The new CEO of Hertz says he’s working to fix a glitch in the rental-car giant’s systems that has led to some of its customers being wrongly accused of stealing cars they had rented.
Stephen Scherr, who took over as CEO on Feb. 28, said the company has changed its practices to fix problems that have occurred when cars were reported stolen but the transaction was improperly recorded in Hertz’s system.
“This is among the first things that I have started to look to take care of and deal with in the first 30 days I’ve been at the company,” Scherr told CNBC on Monday. “It is not acceptable to Hertz to have any customer … caught up in some of what has happened.”
Some Hertz customers have said they were arrested and jailed because the company accused them of stealing cars that they had paid to rent and in some cases had returned long before their arrest.

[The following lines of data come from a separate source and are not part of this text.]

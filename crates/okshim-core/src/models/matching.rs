//! 매칭 결과 모델.

use chrono::{DateTime, Utc};
use serde::{Deserialize, Serialize};

use super::geometry::Point;

/// 템플릿 식별자 — 디코딩된 바이트의 콘텐츠 해시 (sha256 앞 16 hex)
#[derive(Debug, Clone, PartialEq, Eq, Hash, Serialize, Deserialize)]
pub struct TemplateId(pub String);

impl std::fmt::Display for TemplateId {
    fn fmt(&self, f: &mut std::fmt::Formatter<'_>) -> std::fmt::Result {
        f.write_str(&self.0)
    }
}

/// 단일 매칭 결과
#[derive(Debug, Clone, Serialize, Deserialize)]
pub struct MatchResult {
    /// 매칭된 템플릿
    pub template_id: TemplateId,
    /// 매칭 중심점 (캡처 프레임 좌표)
    pub center: Point,
    /// NCC 점수 [0, 1]
    pub score: f32,
    /// 매칭에 사용된 스케일
    pub scale: f32,
    /// 벽시계 시각 (이벤트 표기용)
    pub timestamp: DateTime<Utc>,
}

/// 클릭 디스패치 결과
#[derive(Debug, Clone, Serialize, Deserialize)]
pub struct ClickInfo {
    /// 매칭된 템플릿
    pub template_id: TemplateId,
    /// 최종 클릭 지점 (물리 화면 좌표)
    pub screen_point: Point,
    /// 대상 창 핸들 값
    pub hwnd: isize,
    /// 벽시계 시각
    pub timestamp: DateTime<Utc>,
}
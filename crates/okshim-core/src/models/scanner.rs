//! 스캐너 상태 모델.

use serde::{Deserialize, Serialize};

/// 스캐너 상태 기계.
///
/// 종료 상태는 없다. Faulted는 백오프 후 Arming으로 자동 복귀한다.
#[derive(Debug, Clone, Copy, PartialEq, Eq, Serialize, Deserialize)]
pub enum ScannerState {
    /// 정지
    Idle,
    /// 캡처 세션 준비 중
    Arming,
    /// 틱 루프 실행 중
    Scanning,
    /// 명중 후 쿨다운
    Cooldown,
    /// 사용자 일시정지
    Paused,
    /// 캡처/디스패치 장애 — 백오프 대기
    Faulted,
}

impl std::fmt::Display for ScannerState {
    fn fmt(&self, f: &mut std::fmt::Formatter<'_>) -> std::fmt::Result {
        let s = match self {
            ScannerState::Idle => "Idle",
            ScannerState::Arming => "Arming",
            ScannerState::Scanning => "Scanning",
            ScannerState::Cooldown => "Cooldown",
            ScannerState::Paused => "Paused",
            ScannerState::Faulted => "Faulted",
        };
        f.write_str(s)
    }
}

/// 워커 제어 명령 (셸 → 워커, stdin 파이프)
#[derive(Debug, Clone, PartialEq, Eq, Serialize, Deserialize)]
#[serde(tag = "cmd", rename_all = "snake_case")]
pub enum WorkerCommand {
    /// 스캔 시작
    Start,
    /// 스캔 정지 (Idle로)
    Stop,
    /// 일시정지
    Pause,
    /// 재개
    Resume,
    /// 설정 파일 다시 읽기
    Reload,
    /// 워커 프로세스 종료
    Exit,
}
//! 설정 파일 관리.
//!
//! 고정 경로의 단일 JSON 문서를 로드/저장한다. 파일이 없으면 기본
//! 설정을 생성해 저장하고, 런타임 변경은 메모리와 파일을 함께 갱신한다.

use crate::config::AppConfig;
use crate::error::CoreError;
use std::fs;
use std::path::{Path, PathBuf};
use std::sync::{Arc, RwLock};
use tracing::{debug, info};

/// 설정 파일 이름
const CONFIG_FILE_NAME: &str = "config.json";

/// 앱 디렉토리 이름
const APP_DIR_NAME: &str = "okshim";

/// 설정 관리자
#[derive(Debug, Clone)]
pub struct ConfigManager {
    /// 현재 설정 (스레드 안전)
    config: Arc<RwLock<AppConfig>>,
    /// 설정 파일 경로
    config_path: PathBuf,
}

impl ConfigManager {
    /// 플랫폼 기본 경로로 설정 관리자 생성 및 로드
    pub fn new() -> Result<Self, CoreError> {
        Self::with_path(Self::default_config_path()?)
    }

    /// 지정된 경로로 설정 관리자 생성
    pub fn with_path(config_path: PathBuf) -> Result<Self, CoreError> {
        if let Some(parent) = config_path.parent() {
            if !parent.exists() {
                fs::create_dir_all(parent).map_err(|e| {
                    CoreError::Config(format!(
                        "설정 디렉토리 생성 실패: {}: {e}",
                        parent.display()
                    ))
                })?;
                info!("설정 디렉토리 생성: {}", parent.display());
            }
        }

        let config = if config_path.exists() {
            Self::load_from_file(&config_path)?
        } else {
            let default_config = AppConfig::default();
            Self::save_to_file(&config_path, &default_config)?;
            info!("기본 설정 파일 생성: {}", config_path.display());
            default_config
        };

        Ok(Self {
            config: Arc::new(RwLock::new(config)),
            config_path,
        })
    }

    /// 현재 설정 반환 (복제본)
    pub fn get(&self) -> AppConfig {
        self.config.read().expect("설정 락 오염").clone()
    }

    /// 설정 교체 및 파일 저장
    pub fn update(&self, new_config: AppConfig) -> Result<(), CoreError> {
        {
            let mut config = self.config.write().expect("설정 락 오염");
            *config = new_config.clone();
        }
        Self::save_to_file(&self.config_path, &new_config)?;
        debug!("설정 저장 완료: {}", self.config_path.display());
        Ok(())
    }

    /// 일부 필드만 변경
    pub fn update_with<F>(&self, updater: F) -> Result<AppConfig, CoreError>
    where
        F: FnOnce(&mut AppConfig),
    {
        let mut config = self.get();
        updater(&mut config);
        self.update(config.clone())?;
        Ok(config)
    }

    /// 파일에서 다시 읽기
    pub fn reload(&self) -> Result<(), CoreError> {
        let config = Self::load_from_file(&self.config_path)?;
        *self.config.write().expect("설정 락 오염") = config;
        info!("설정 다시 로드 완료");
        Ok(())
    }

    /// 설정 파일 경로
    pub fn config_path(&self) -> &Path {
        &self.config_path
    }

    /// 플랫폼 기본 설정 파일 경로
    fn default_config_path() -> Result<PathBuf, CoreError> {
        Ok(Self::config_dir()?.join(CONFIG_FILE_NAME))
    }

    /// 플랫폼별 설정 디렉토리 경로
    pub fn config_dir() -> Result<PathBuf, CoreError> {
        #[cfg(target_os = "windows")]
        {
            // Windows: %APPDATA%\okshim\
            let appdata = std::env::var("APPDATA").map_err(|_| {
                CoreError::Config("APPDATA 환경 변수를 찾을 수 없습니다".to_string())
            })?;
            Ok(PathBuf::from(appdata).join(APP_DIR_NAME))
        }

        #[cfg(not(target_os = "windows"))]
        {
            // 비 Windows (개발/테스트): ~/.config/okshim/
            let home = std::env::var("HOME")
                .map_err(|_| CoreError::Config("HOME 환경 변수를 찾을 수 없습니다".to_string()))?;
            Ok(PathBuf::from(home).join(".config").join(APP_DIR_NAME))
        }
    }

    fn load_from_file(path: &Path) -> Result<AppConfig, CoreError> {
        let content = fs::read_to_string(path).map_err(|e| {
            CoreError::Config(format!("설정 파일 읽기 실패: {}: {e}", path.display()))
        })?;
        let config: AppConfig = serde_json::from_str(&content).map_err(|e| {
            CoreError::Config(format!("설정 파일 파싱 실패: {}: {e}", path.display()))
        })?;
        debug!("설정 파일 로드 완료: {}", path.display());
        Ok(config)
    }

    fn save_to_file(path: &Path, config: &AppConfig) -> Result<(), CoreError> {
        let content = serde_json::to_string_pretty(config)
            .map_err(|e| CoreError::Config(format!("설정 직렬화 실패: {e}")))?;
        fs::write(path, content).map_err(|e| {
            CoreError::Config(format!("설정 파일 저장 실패: {}: {e}", path.display()))
        })?;
        Ok(())
    }
}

It’s not clear how many people are affected. More than 200 customers asked a federal judge in Delaware to Hertz to disclose records about erroneous theft reports, and the judge ruled in the renters’ favor in February.
Scherr said the false reports involve several hundred customers out of Hertz’s 15 million annual transactions, but lawyers for the customers say the number is more like 8,000.
“We have changed our policies to avoid the possibility of this happening again,” Scherr said. “No one customer should be put through that.”
Scherr said that in some cases, vehicles have been reported as stolen, the report was withdrawn when the vehicle was found, “but that rescission wasn’t recognized.”
The CEO of Hertz Global Holdings Inc. appeared on CNBC to tout a plan to buy up to 65,000 electric vehicles over five years. The Estero, Florida-based company filed for bankruptcy protection in 2020, as it struggled under heavy debt and a drop in travel caused by the pandemic. It operates Hertz, Dollar and Thrifty car-rental brands.